» **EXERCISE OBJECTIVE**: The response must contain the complete data, printed exactly.

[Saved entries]
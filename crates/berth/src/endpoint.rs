//! Runtime endpoint resolution.

use std::fmt;
use std::sync::Arc;

use berth_common::{BerthResult, KeyValueList};

use crate::config::ProvisionerConfig;

/// Endpoint value meaning "use the shared pool address from configuration".
pub const BAREMETAL: &str = "baremetal";

/// Input key carrying the endpoint on the assembly.
pub const ENDPOINT_INPUT: &str = "endpoint";

/// A resolved container runtime address.
#[derive(Debug, Clone, PartialEq, Eq, Hash)]
pub struct Endpoint(String);

impl Endpoint {
    /// Wrap a literal address.
    pub fn new(address: impl Into<String>) -> Self {
        Self(address.into())
    }

    /// The placeholder used when teardown could not resolve an address.
    #[must_use]
    pub fn empty() -> Self {
        Self(String::new())
    }

    /// The raw address.
    #[must_use]
    pub fn as_str(&self) -> &str {
        &self.0
    }

    /// Returns true if no address is known.
    #[must_use]
    pub fn is_empty(&self) -> bool {
        self.0.is_empty()
    }
}

impl fmt::Display for Endpoint {
    fn fmt(&self, f: &mut fmt::Formatter<'_>) -> fmt::Result {
        f.write_str(&self.0)
    }
}

/// Decides which runtime endpoint a request targets.
#[derive(Debug, Clone)]
pub struct EndpointResolver {
    config: Arc<ProvisionerConfig>,
}

impl EndpointResolver {
    /// Create a resolver backed by the given configuration.
    pub fn new(config: Arc<ProvisionerConfig>) -> Self {
        Self { config }
    }

    /// Resolve the assembly's `endpoint` input.
    ///
    /// # Errors
    ///
    /// Fails if the input is missing, or if it is `baremetal` and
    /// `swarm:host` is not configured.
    pub fn resolve(&self, inputs: &KeyValueList) -> BerthResult<Endpoint> {
        let value = inputs.get(ENDPOINT_INPUT)?;
        self.resolve_value(value)
    }

    /// Resolve a raw endpoint value.
    ///
    /// # Errors
    ///
    /// Fails if the value is `baremetal` and `swarm:host` is not configured.
    pub fn resolve_value(&self, value: &str) -> BerthResult<Endpoint> {
        if value == BAREMETAL {
            let host = self.config.swarm_host()?;
            tracing::debug!(endpoint = %host, "Resolved baremetal endpoint from swarm pool");
            return Ok(Endpoint(host));
        }
        Ok(Endpoint::new(value))
    }
}

#[cfg(test)]
mod tests {
    use super::*;
    use crate::config::SWARM_HOST;
    use berth_common::BerthError;
    use proptest::prelude::*;

    fn resolver(config: ProvisionerConfig) -> EndpointResolver {
        EndpointResolver::new(Arc::new(config))
    }

    #[test]
    fn baremetal_uses_swarm_host() {
        let r = resolver(ProvisionerConfig::new().with_value(SWARM_HOST, "10.1.0.1:2375"));
        let inputs: KeyValueList = [("endpoint", "baremetal")].into_iter().collect();
        assert_eq!(r.resolve(&inputs).unwrap().as_str(), "10.1.0.1:2375");
    }

    #[test]
    fn baremetal_without_swarm_host_fails() {
        let r = resolver(ProvisionerConfig::new());
        let err = r.resolve_value(BAREMETAL).unwrap_err();
        assert!(matches!(err, BerthError::Config { .. }));
    }

    #[test]
    fn missing_endpoint_input_fails() {
        let r = resolver(ProvisionerConfig::new());
        let err = r.resolve(&KeyValueList::new()).unwrap_err();
        assert!(matches!(err, BerthError::MissingInput { ref key } if key == "endpoint"));
    }

    #[test]
    fn sentinel_is_case_sensitive() {
        let r = resolver(ProvisionerConfig::new());
        assert_eq!(r.resolve_value("Baremetal").unwrap().as_str(), "Baremetal");
    }

    proptest! {
        #[test]
        fn literal_endpoints_are_verbatim(value in "\\PC*") {
            prop_assume!(value != BAREMETAL);
            let r = resolver(ProvisionerConfig::new().with_value(SWARM_HOST, "pool:2375"));
            let resolved = r.resolve_value(&value).unwrap();
            prop_assert_eq!(resolved.as_str(), value.as_str());
        }
    }
}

» **RESPONSE TO THIS TASK**:
filename crates/berth/src/endpoint.rs
//! Runtime endpoint resolution.

use std::fmt;
use std::sync::Arc;

use berth_common::{BerthResult, KeyValueList};

use crate::config::ProvisionerConfig;

/// Endpoint value meaning "use the shared pool address from configuration".
pub const BAREMETAL: &str = "baremetal";

/// Input key carrying the endpoint on the assembly.
pub const ENDPOINT_INPUT: &str = "endpoint";

/// A resolved container runtime address.
#[derive(Debug, Clone, PartialEq, Eq, Hash)]
pub struct Endpoint(String);

impl Endpoint {
    /// Wrap a literal address.
    pub fn new(address: impl Into<String>) -> Self {
        Self(address.into())
    }

    /// The placeholder used when teardown could not resolve an address.
    #[must_use]
    pub fn empty() -> Self {
        Self(String::new())
    }

    /// The raw address.
    #[must_use]
    pub fn as_str(&self) -> &str {
        &self.0
    }

    /// Returns true if no address is known.
    #[must_use]
    pub fn is_empty(&self) -> bool {
        self.0.is_empty()
    }
}

impl fmt::Display for Endpoint {
    fn fmt(&self, f: &mut fmt::Formatter<'_>) -> fmt::Result {
        f.write_str(&self.0)
    }
}

/// Decides which runtime endpoint a request targets.
#[derive(Debug, Clone)]
pub struct EndpointResolver {
    config: Arc<ProvisionerConfig>,
}

impl EndpointResolver {
    /// Create a resolver backed by the given configuration.
    pub fn new(config: Arc<ProvisionerConfig>) -> Self {
        Self { config }
    }

    /// Resolve the assembly's `endpoint` input.
    ///
    /// # Errors
    ///
    /// Fails if the input is missing, or if it is `baremetal` and
    /// `swarm:host` is not configured.
    pub fn resolve(&self, inputs: &KeyValueList) -> BerthResult<Endpoint> {
        let value = inputs.get(ENDPOINT_INPUT)?;
        self.resolve_value(value)
    }

    /// Resolve a raw endpoint value.
    ///
    /// # Errors
    ///
    /// Fails if the value is `baremetal` and `swarm:host` is not configured.
    pub fn resolve_value(&self, value: &str) -> BerthResult<Endpoint> {
        if value == BAREMETAL {
            let host = self.config.swarm_host()?;
            tracing::debug!(endpoint = %host, "Resolved baremetal endpoint from swarm pool");
            return Ok(Endpoint(host));
        }
        Ok(Endpoint::new(value))
    }
}

#[cfg(test)]
mod tests {
    use super::*;
    use crate::config::SWARM_HOST;
    use berth_common::BerthError;
    use proptest::prelude::*;

    fn resolver(config: ProvisionerConfig) -> EndpointResolver {
        EndpointResolver::new(Arc::new(config))
    }

    #[test]
    fn baremetal_uses_swarm_host() {
        let r = resolver(ProvisionerConfig::new().with_value(SWARM_HOST, "10.1.0.1:2375"));
        let inputs: KeyValueList = [("endpoint", "baremetal")].into_iter().collect();
        assert_eq!(r.resolve(&inputs).unwrap().as_str(), "10.1.0.1:2375");
    }

    #[test]
    fn baremetal_without_swarm_host_fails() {
        let r = resolver(ProvisionerConfig::new());
        let err = r.resolve_value(BAREMETAL).unwrap_err();
        assert!(matches!(err, BerthError::Config { .. }));
    }

    #[test]
    fn missing_endpoint_input_fails() {
        let r = resolver(ProvisionerConfig::new());
        let err = r.resolve(&KeyValueList::new()).unwrap_err();
        assert!(matches!(err, BerthError::MissingInput { ref key } if key == "endpoint"));
    }

    #[test]
    fn sentinel_is_case_sensitive() {
        let r = resolver(ProvisionerConfig::new());
        assert_eq!(r.resolve_value("Baremetal").unwrap().as_str(), "Baremetal");
    }

    proptest! {
        #[test]
        fn literal_endpoints_are_verbatim(value in "\\PC*") {
            prop_assume!(value != BAREMETAL);
            let r = resolver(ProvisionerConfig::new().with_value(SWARM_HOST, "pool:2375"));
            let resolved = r.resolve_value(&value).unwrap();
            prop_assert_eq!(resolved.as_str(), value.as_str());
        }
    }
}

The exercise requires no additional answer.